[AIM OF THE EXERCISE]: A faithful transcription of all the data is required.
·····
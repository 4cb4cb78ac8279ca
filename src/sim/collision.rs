//! Player/obstacle overlap test
//!
//! The player sits at a fixed horizontal anchor. An obstacle hits when it is
//! horizontally close (on either side) and the player hasn't risen clear of it.

use super::state::{Obstacle, Player};
use crate::tuning::Tuning;

/// A detected overlap
#[derive(Debug, Clone, Copy, PartialEq)]
pub struct Hit {
    pub obstacle_id: u64,
    /// Absolute horizontal distance from the player anchor
    pub distance: f32,
}

/// Check a single obstacle against the player's vertical offset
#[inline]
pub fn overlaps(player_offset: f32, obstacle_x: f32, tuning: &Tuning) -> bool {
    let distance = (obstacle_x - tuning.player_anchor_x).abs();
    distance < tuning.collision_radius && player_offset > tuning.clearance_offset
}

/// Find the first obstacle (oldest first) the player overlaps
pub fn first_hit(player: &Player, obstacles: &[Obstacle], tuning: &Tuning) -> Option<Hit> {
    obstacles
        .iter()
        .find(|o| overlaps(player.offset, o.x, tuning))
        .map(|o| Hit {
            obstacle_id: o.id,
            distance: (o.x - tuning.player_anchor_x).abs(),
        })
}
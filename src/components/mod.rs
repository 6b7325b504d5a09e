//! [Components](Component) are the units of state and behaviour a [Holder](crate::holders::Holder) owns.
//!
//! A component is found again by its concrete type or by any capability trait it declares.
//! Components that need to reach their holder implement [Bindable] through a [HolderSlot] field.

mod bindable;
mod component;
mod holder_slot;

pub use bindable::*;
pub(crate) use bindable::assert_bound;
pub use component::*;
pub use holder_slot::*;
pub use turbo_components_derive::Component;
mod component;

use proc_macro::TokenStream;
use syn::{parse_macro_input, DeriveInput};

/// Implements `Component`, `Castable` and the matching `Upcast` conversions.
///
/// * `#[capability(dyn A, dyn B)]` declares additional traits the type can be queried by.
/// * `#[holder]` marks a `HolderSlot<H>` field, making the type a `Bindable` component of `H`.
#[proc_macro_derive(Component, attributes(capability, holder))]
pub fn derive_component(input: TokenStream) -> TokenStream {
    let ast = parse_macro_input!(input as DeriveInput);
    component::impl_component(&ast)
        .unwrap_or_else(|err| err.to_compile_error())
        .into()
}
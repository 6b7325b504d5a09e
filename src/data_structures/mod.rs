//! Storage primitives.
//!
//! [TypedCollection] keeps heterogeneous elements behind one base type and answers queries
//! by runtime capability, through the [Castable] conversions of each element.

mod castable;
mod typed_collection;

pub use castable::*;
pub use typed_collection::*;
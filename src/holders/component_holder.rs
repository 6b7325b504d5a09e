use crate::components::Component;
use crate::data_structures::Upcast;
use downcast_rs::{impl_downcast, Downcast};
use std::error::Error as StdError;
use crate::holders::Holder;
use crate::error::Result;
use std::convert::Infallible;
use std::any::type_name;
use std::rc::Rc;

/// An object that holds components.
///
/// Implemented by [Holder] itself and by any type that embeds one.
/// [Bindable](crate::components::Bindable) components name a concrete [ComponentHolder]
/// as the only holder type they accept.
pub trait ComponentHolder: 'static {
	/// The base type every component of this holder is stored as.
	type Capability: ?Sized + Component;

	/// The [Holder] storing this object's components.
	fn holder(&self) -> &Holder<Self::Capability>;

	/// See [Holder::get_component].
	fn get_component<U: ?Sized + 'static>(&self) -> Option<Rc<U>> {
		self.holder().get_component::<U>()
	}

	/// See [Holder::get_components].
	fn get_components<U: ?Sized + 'static>(&self) -> Vec<Rc<U>> {
		self.holder().get_components::<U>()
	}

	/// See [Holder::each_component].
	fn each_component<F: FnMut(&Rc<Self::Capability>)>(&self, action: F) {
		self.holder().each_component(action)
	}

	/// See [Holder::each_component_of].
	fn each_component_of<U, F>(&self, action: F)
	where
		U: ?Sized + 'static,
		F: FnMut(&Rc<U>),
	{
		self.holder().each_component_of::<U, F>(action)
	}
}

/// A [ComponentHolder] with its capability erased.
///
/// This is what bindable components receive and keep; it can be downcast back to the concrete holder.
pub trait AnyHolder: Downcast {
	/// The name of the concrete holder type.
	fn holder_name(&self) -> &'static str;
}
impl_downcast!(AnyHolder);

impl<H: ComponentHolder> AnyHolder for H {
	fn holder_name(&self) -> &'static str {
		type_name::<H>()
	}
}

/// Adds components to a shared holder.
///
/// Adding goes through the `Rc` so that bindable components receive a reference to the
/// full holder object, not just the [Holder] it embeds.
pub trait ComponentHolderExt {
	/// The base type added components are stored as.
	type Capability: ?Sized;

	/// Construct a component with `construct` and add it.
	///
	/// If the component is [bindable](crate::components::BindableComponent), it is bound to
	/// this holder before it is stored; a rejected bind is returned as [Error::Binding](crate::Error::Binding)
	/// and nothing is added.
	fn add_component<U, F>(&self, construct: F) -> Result<Rc<U>>
	where
		U: Component + Upcast<Self::Capability>,
		F: FnOnce() -> U;

	/// Construct a component with the fallible `construct` and add it.
	///
	/// A failed construction is returned as [Error::Construction](crate::Error::Construction).
	fn try_add_component<U, F, Failure>(&self, construct: F) -> Result<Rc<U>>
	where
		U: Component + Upcast<Self::Capability>,
		F: FnOnce() -> std::result::Result<U, Failure>,
		Failure: Into<Box<dyn StdError + Send + Sync>>;
}

impl<H: ComponentHolder> ComponentHolderExt for Rc<H> {
	type Capability = H::Capability;

	fn add_component<U, F>(&self, construct: F) -> Result<Rc<U>>
	where
		U: Component + Upcast<Self::Capability>,
		F: FnOnce() -> U,
	{
		self.try_add_component(|| Ok::<U, Infallible>(construct()))
	}

	fn try_add_component<U, F, Failure>(&self, construct: F) -> Result<Rc<U>>
	where
		U: Component + Upcast<Self::Capability>,
		F: FnOnce() -> std::result::Result<U, Failure>,
		Failure: Into<Box<dyn StdError + Send + Sync>>,
	{
		let owner = Rc::<H>::clone(self) as Rc<dyn AnyHolder>;
		self.holder().attach(owner, construct)
	}
}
·····
[SOLUTION TO THIS TASK]:
repository 4cb4cb78ac8279ca
filename src/sim/collision.rs
//! Player/obstacle overlap test
//!
//! The player sits at a fixed horizontal anchor. An obstacle hits when it is
//! horizontally close (on either side) and the player hasn't risen clear of it.

use super::state::{Obstacle, Player};
use crate::tuning::Tuning;

/// A detected overlap
#[derive(Debug, Clone, Copy, PartialEq)]
pub struct Hit {
    pub obstacle_id: u64,
    /// Absolute horizontal distance from the player anchor
    pub distance: f32,
}

/// Check a single obstacle against the player's vertical offset
#[inline]
pub fn overlaps(player_offset: f32, obstacle_x: f32, tuning: &Tuning) -> bool {
    let distance = (obstacle_x - tuning.player_anchor_x).abs();
    distance < tuning.collision_radius && player_offset > tuning.clearance_offset
}

/// Find the first obstacle (oldest first) the player overlaps
pub fn first_hit(player: &Player, obstacles: &[Obstacle], tuning: &Tuning) -> Option<Hit> {
    obstacles
        .iter()
        .find(|o| overlaps(player.offset, o.x, tuning))
        .map(|o| Hit {
            obstacle_id: o.id,
            distance: (o.x - tuning.player_anchor_x).abs(),
        })
}
filename src/components/mod.rs
repository 6b7325b504d5a09e
//! [Components](Component) are the units of state and behaviour a [Holder](crate::holders::Holder) owns.
//!
//! A component is found again by its concrete type or by any capability trait it declares.
//! Components that need to reach their holder implement [Bindable] through a [HolderSlot] field.

mod bindable;
mod component;
mod holder_slot;

pub use bindable::*;
pub(crate) use bindable::assert_bound;
pub use component::*;
pub use holder_slot::*;
pub use turbo_components_derive::Component;
mod component;

use proc_macro::TokenStream;
use syn::{parse_macro_input, DeriveInput};

/// Implements `Component`, `Castable` and the matching `Upcast` conversions.
///
/// * `#[capability(dyn A, dyn B)]` declares additional traits the type can be queried by.
/// * `#[holder]` marks a `HolderSlot<H>` field, making the type a `Bindable` component of `H`.
#[proc_macro_derive(Component, attributes(capability, holder))]
pub fn derive_component(input: TokenStream) -> TokenStream {
    let ast = parse_macro_input!(input as DeriveInput);
    component::impl_component(&ast)
        .unwrap_or_else(|err| err.to_compile_error())
        .into()
}
repository 6b7325b504d5a09e
filename src/data_structures/mod.rs
//! Storage primitives.
//!
//! [TypedCollection] keeps heterogeneous elements behind one base type and answers queries
//! by runtime capability, through the [Castable] conversions of each element.

mod castable;
mod typed_collection;

pub use castable::*;
pub use typed_collection::*;
filename src/holders/component_holder.rs
repository 6b7325b504d5a09e
use crate::components::Component;
use crate::data_structures::Upcast;
use downcast_rs::{impl_downcast, Downcast};
use std::error::Error as StdError;
use crate::holders::Holder;
use crate::error::Result;
use std::convert::Infallible;
use std::any::type_name;
use std::rc::Rc;

/// An object that holds components.
///
/// Implemented by [Holder] itself and by any type that embeds one.
/// [Bindable](crate::components::Bindable) components name a concrete [ComponentHolder]
/// as the only holder type they accept.
pub trait ComponentHolder: 'static {
	/// The base type every component of this holder is stored as.
	type Capability: ?Sized + Component;

	/// The [Holder] storing this object's components.
	fn holder(&self) -> &Holder<Self::Capability>;

	/// See [Holder::get_component].
	fn get_component<U: ?Sized + 'static>(&self) -> Option<Rc<U>> {
		self.holder().get_component::<U>()
	}

	/// See [Holder::get_components].
	fn get_components<U: ?Sized + 'static>(&self) -> Vec<Rc<U>> {
		self.holder().get_components::<U>()
	}

	/// See [Holder::each_component].
	fn each_component<F: FnMut(&Rc<Self::Capability>)>(&self, action: F) {
		self.holder().each_component(action)
	}

	/// See [Holder::each_component_of].
	fn each_component_of<U, F>(&self, action: F)
	where
		U: ?Sized + 'static,
		F: FnMut(&Rc<U>),
	{
		self.holder().each_component_of::<U, F>(action)
	}
}

/// A [ComponentHolder] with its capability erased.
///
/// This is what bindable components receive and keep; it can be downcast back to the concrete holder.
pub trait AnyHolder: Downcast {
	/// The name of the concrete holder type.
	fn holder_name(&self) -> &'static str;
}
impl_downcast!(AnyHolder);

impl<H: ComponentHolder> AnyHolder for H {
	fn holder_name(&self) -> &'static str {
		type_name::<H>()
	}
}

/// Adds components to a shared holder.
///
/// Adding goes through the `Rc` so that bindable components receive a reference to the
/// full holder object, not just the [Holder] it embeds.
pub trait ComponentHolderExt {
	/// The base type added components are stored as.
	type Capability: ?Sized;

	/// Construct a component with `construct` and add it.
	///
	/// If the component is [bindable](crate::components::BindableComponent), it is bound to
	/// this holder before it is stored; a rejected bind is returned as [Error::Binding](crate::Error::Binding)
	/// and nothing is added.
	fn add_component<U, F>(&self, construct: F) -> Result<Rc<U>>
	where
		U: Component + Upcast<Self::Capability>,
		F: FnOnce() -> U;

	/// Construct a component with the fallible `construct` and add it.
	///
	/// A failed construction is returned as [Error::Construction](crate::Error::Construction).
	fn try_add_component<U, F, Failure>(&self, construct: F) -> Result<Rc<U>>
	where
		U: Component + Upcast<Self::Capability>,
		F: FnOnce() -> std::result::Result<U, Failure>,
		Failure: Into<Box<dyn StdError + Send + Sync>>;
}

impl<H: ComponentHolder> ComponentHolderExt for Rc<H> {
	type Capability = H::Capability;

	fn add_component<U, F>(&self, construct: F) -> Result<Rc<U>>
	where
		U: Component + Upcast<Self::Capability>,
		F: FnOnce() -> U,
	{
		self.try_add_component(|| Ok::<U, Infallible>(construct()))
	}

	fn try_add_component<U, F, Failure>(&self, construct: F) -> Result<Rc<U>>
	where
		U: Component + Upcast<Self::Capability>,
		F: FnOnce() -> std::result::Result<U, Failure>,
		Failure: Into<Box<dyn StdError + Send + Sync>>,
	{
		let owner = Rc::<H>::clone(self) as Rc<dyn AnyHolder>;
		self.holder().attach(owner, construct)
	}
}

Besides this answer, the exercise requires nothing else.